### YOUR OBJECTIVE
How many of the lines below include "next"? Give the number and no other words.

[SOURCE DATA]

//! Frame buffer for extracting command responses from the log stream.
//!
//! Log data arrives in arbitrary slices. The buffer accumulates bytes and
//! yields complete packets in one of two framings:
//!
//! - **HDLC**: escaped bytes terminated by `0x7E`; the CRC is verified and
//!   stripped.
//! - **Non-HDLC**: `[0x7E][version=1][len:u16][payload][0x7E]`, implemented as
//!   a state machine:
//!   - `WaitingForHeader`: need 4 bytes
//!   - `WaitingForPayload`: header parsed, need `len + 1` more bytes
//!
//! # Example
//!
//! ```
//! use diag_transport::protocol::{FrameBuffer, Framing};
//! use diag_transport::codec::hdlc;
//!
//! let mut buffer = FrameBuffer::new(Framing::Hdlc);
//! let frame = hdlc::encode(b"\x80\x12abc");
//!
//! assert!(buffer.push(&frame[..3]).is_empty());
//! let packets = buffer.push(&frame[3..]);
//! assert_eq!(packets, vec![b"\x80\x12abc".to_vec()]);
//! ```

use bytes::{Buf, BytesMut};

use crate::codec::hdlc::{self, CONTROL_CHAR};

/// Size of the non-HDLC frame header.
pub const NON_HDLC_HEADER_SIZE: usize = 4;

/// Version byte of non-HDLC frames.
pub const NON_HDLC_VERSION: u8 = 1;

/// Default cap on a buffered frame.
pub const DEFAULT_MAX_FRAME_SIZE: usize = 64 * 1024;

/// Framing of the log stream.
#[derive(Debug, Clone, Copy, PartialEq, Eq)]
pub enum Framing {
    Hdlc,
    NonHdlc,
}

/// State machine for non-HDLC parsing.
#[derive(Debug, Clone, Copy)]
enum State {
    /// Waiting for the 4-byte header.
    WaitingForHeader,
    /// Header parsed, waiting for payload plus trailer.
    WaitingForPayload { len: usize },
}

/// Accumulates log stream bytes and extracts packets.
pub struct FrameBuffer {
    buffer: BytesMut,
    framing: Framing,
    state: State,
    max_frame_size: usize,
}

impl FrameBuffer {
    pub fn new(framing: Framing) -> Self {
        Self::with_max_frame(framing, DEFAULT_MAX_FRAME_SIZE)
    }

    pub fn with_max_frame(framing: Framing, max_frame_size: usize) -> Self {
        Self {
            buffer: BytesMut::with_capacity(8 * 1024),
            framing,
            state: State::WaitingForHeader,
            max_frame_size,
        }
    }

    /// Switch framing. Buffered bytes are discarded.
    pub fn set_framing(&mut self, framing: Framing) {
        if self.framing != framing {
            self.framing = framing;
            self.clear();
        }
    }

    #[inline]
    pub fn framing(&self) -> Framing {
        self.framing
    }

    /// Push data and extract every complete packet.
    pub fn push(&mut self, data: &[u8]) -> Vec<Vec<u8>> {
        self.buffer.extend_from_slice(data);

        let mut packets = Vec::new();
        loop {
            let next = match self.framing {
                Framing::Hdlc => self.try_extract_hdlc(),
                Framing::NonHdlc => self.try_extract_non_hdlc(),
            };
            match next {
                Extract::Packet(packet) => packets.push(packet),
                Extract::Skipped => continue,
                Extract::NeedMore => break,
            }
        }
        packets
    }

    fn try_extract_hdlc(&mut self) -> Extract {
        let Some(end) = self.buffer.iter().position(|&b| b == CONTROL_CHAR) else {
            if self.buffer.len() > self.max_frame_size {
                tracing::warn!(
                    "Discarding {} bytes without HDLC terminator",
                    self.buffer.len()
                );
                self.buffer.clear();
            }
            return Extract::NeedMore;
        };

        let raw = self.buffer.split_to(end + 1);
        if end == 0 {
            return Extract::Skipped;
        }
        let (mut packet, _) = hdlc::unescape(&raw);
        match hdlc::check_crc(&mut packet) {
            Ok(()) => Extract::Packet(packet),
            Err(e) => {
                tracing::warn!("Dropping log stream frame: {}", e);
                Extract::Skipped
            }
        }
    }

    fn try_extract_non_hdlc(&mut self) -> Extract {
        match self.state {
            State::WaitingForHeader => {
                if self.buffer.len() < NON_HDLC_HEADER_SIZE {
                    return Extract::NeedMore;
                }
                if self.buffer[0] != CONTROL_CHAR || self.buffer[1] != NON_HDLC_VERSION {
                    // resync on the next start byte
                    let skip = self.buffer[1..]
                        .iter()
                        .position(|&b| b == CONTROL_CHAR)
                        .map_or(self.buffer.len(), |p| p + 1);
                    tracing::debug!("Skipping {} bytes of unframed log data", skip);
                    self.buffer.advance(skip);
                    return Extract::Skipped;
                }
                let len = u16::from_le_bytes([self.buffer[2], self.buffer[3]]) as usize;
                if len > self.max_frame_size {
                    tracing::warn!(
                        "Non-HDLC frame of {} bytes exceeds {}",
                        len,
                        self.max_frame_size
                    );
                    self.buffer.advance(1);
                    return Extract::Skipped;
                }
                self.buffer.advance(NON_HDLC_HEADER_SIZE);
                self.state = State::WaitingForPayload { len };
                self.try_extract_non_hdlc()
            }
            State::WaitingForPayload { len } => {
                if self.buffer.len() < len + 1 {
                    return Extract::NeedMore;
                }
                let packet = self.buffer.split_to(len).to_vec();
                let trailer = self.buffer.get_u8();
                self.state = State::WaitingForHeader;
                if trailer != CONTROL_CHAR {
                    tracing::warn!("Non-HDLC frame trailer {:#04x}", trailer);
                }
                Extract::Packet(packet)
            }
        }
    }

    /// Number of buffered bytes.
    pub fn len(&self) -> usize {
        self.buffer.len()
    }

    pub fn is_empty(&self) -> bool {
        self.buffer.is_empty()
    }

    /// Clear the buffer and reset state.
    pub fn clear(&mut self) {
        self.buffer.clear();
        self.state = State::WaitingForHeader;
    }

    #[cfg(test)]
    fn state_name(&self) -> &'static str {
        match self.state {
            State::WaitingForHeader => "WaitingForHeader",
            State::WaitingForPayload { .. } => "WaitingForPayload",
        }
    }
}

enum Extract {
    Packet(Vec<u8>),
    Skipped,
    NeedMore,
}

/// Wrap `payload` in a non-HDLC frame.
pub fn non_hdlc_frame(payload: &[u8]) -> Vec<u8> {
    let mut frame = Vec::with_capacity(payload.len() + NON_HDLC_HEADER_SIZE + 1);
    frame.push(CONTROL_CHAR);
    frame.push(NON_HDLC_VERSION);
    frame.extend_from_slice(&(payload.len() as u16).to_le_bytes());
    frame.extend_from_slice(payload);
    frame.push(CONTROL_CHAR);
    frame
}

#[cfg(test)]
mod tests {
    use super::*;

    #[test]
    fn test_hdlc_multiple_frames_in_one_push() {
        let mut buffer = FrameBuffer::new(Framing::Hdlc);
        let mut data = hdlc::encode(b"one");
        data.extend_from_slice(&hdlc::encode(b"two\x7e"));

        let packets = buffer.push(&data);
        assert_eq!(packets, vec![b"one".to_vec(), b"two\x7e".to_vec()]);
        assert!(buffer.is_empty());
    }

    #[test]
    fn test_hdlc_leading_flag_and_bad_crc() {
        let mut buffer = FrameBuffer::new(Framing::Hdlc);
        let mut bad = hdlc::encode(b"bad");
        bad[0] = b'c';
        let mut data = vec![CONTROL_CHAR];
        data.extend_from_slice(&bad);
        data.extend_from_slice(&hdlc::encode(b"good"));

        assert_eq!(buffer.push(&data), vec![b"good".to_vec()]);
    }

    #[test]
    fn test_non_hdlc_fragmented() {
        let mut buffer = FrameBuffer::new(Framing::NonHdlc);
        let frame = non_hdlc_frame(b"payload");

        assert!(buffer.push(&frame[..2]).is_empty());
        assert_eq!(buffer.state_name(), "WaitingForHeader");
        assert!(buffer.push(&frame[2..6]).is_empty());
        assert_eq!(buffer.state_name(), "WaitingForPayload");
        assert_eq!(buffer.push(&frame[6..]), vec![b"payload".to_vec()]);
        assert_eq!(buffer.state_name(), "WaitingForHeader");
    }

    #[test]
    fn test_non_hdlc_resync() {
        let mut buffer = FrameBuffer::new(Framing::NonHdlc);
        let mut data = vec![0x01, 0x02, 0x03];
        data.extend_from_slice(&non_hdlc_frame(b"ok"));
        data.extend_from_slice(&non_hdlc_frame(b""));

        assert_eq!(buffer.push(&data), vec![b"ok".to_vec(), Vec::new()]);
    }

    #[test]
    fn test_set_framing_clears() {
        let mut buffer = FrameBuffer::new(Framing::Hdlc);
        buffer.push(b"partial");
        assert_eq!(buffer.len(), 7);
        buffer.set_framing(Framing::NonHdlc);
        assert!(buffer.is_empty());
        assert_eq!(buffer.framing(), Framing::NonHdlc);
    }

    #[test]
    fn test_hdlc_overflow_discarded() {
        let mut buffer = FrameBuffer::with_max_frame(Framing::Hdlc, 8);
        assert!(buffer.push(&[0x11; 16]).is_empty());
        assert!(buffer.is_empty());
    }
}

[/SOURCE DATA]
[SOURCE DATA]

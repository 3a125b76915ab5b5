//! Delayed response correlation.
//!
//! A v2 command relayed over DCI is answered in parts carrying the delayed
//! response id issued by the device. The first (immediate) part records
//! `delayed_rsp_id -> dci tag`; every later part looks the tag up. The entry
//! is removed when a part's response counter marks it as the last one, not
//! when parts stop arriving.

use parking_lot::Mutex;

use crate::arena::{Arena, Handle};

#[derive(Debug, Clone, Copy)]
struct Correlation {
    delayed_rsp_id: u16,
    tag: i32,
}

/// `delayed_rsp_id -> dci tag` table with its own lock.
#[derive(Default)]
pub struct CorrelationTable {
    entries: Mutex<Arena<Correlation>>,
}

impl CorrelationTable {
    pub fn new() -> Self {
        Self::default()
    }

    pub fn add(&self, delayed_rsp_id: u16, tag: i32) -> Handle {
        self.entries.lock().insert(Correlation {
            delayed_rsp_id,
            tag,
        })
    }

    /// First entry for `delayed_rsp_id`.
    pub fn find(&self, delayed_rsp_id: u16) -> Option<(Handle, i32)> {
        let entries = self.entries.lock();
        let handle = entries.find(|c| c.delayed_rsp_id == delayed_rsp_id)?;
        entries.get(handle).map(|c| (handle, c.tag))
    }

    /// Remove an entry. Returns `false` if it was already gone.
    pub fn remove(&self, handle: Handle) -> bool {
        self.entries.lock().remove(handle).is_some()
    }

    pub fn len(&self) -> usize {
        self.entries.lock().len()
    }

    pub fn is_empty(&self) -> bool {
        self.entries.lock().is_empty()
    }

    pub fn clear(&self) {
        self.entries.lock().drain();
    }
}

[/SOURCE DATA]

### WRITTEN RESPONSE
3